//! `validate` command implementation.

use anyhow::{Context, Result};
use config_loader::ConfigLoader;
use serde::Serialize;
use tracing::info;

use crate::cli::ValidateArgs;

/// Validation result for JSON output
#[derive(Serialize)]
struct ValidationResult {
    valid: bool,
    config_path: String,
    #[serde(skip_serializing_if = "Option::is_none")]
    error: Option<String>,
    #[serde(skip_serializing_if = "Vec::is_empty")]
    warnings: Vec<String>,
    #[serde(skip_serializing_if = "Option::is_none")]
    summary: Option<ConfigSummary>,
}

#[derive(Serialize)]
struct ConfigSummary {
    version: String,
    source: String,
    batch_size: usize,
    max_attempts: u32,
    backoff_policy: String,
    exception_strategy: String,
    sink_count: usize,
}

/// Execute the `validate` command
pub fn run_validate(args: &ValidateArgs) -> Result<()> {
    info!(config = %args.config.display(), "Validating configuration");

    let result = validate_config(args);

    if args.json {
        let json = serde_json::to_string_pretty(&result)
            .context("Failed to serialize validation result")?;
        println!("{}", json);
    } else {
        print_validation_result(&result);
    }

    if result.valid {
        Ok(())
    } else {
        anyhow::bail!("Configuration validation failed")
    }
}

fn validate_config(args: &ValidateArgs) -> ValidationResult {
    let config_path = args.config.display().to_string();

    if !args.config.exists() {
        return ValidationResult {
            valid: false,
            config_path,
            error: Some(format!("File not found: {}", args.config.display())),
            warnings: Vec::new(),
            summary: None,
        };
    }

    match ConfigLoader::load_from_path(&args.config) {
        Ok(blueprint) => ValidationResult {
            valid: true,
            config_path,
            error: None,
            warnings: ConfigLoader::warnings(&blueprint),
            summary: Some(ConfigSummary {
                version: format!("{:?}", blueprint.version),
                source: blueprint.source.path.display().to_string(),
                batch_size: blueprint.source.batch_size,
                max_attempts: blueprint.delivery.max_attempts,
                backoff_policy: format!("{:?}", blueprint.delivery.backoff_policy),
                exception_strategy: format!("{:?}", blueprint.exception_strategy),
                sink_count: blueprint.sinks.len(),
            }),
        },
        Err(e) => ValidationResult {
            valid: false,
            config_path,
            error: Some(e.to_string()),
            warnings: Vec::new(),
            summary: None,
        },
    }
}

fn print_validation_result(result: &ValidationResult) {
    if result.valid {
        println!("✓ Configuration is valid: {}", result.config_path);

        if let Some(ref summary) = result.summary {
            println!("\n  Version: {}", summary.version);
            println!("  Source: {} (batches of {})", summary.source, summary.batch_size);
            println!(
                "  Delivery: {} attempts, {} backoff",
                summary.max_attempts, summary.backoff_policy
            );
            println!("  On failure: {}", summary.exception_strategy);
            println!("  Sinks: {}", summary.sink_count);
        }

        if !result.warnings.is_empty() {
            println!("\n⚠ Warnings:");
            for warning in &result.warnings {
                println!("  - {}", warning);
            }
        }
    } else {
        println!("✗ Configuration is invalid: {}", result.config_path);
        if let Some(ref error) = result.error {
            println!("\n  Error: {}", error);
        }
    }
}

-- Problem description --
Report each line in the preceding entries that holds the string "ConfigLoader".

-- Solution --
use config_loader::ConfigLoader;
    match ConfigLoader::load_from_path(&args.config) {
            warnings: ConfigLoader::warnings(&blueprint),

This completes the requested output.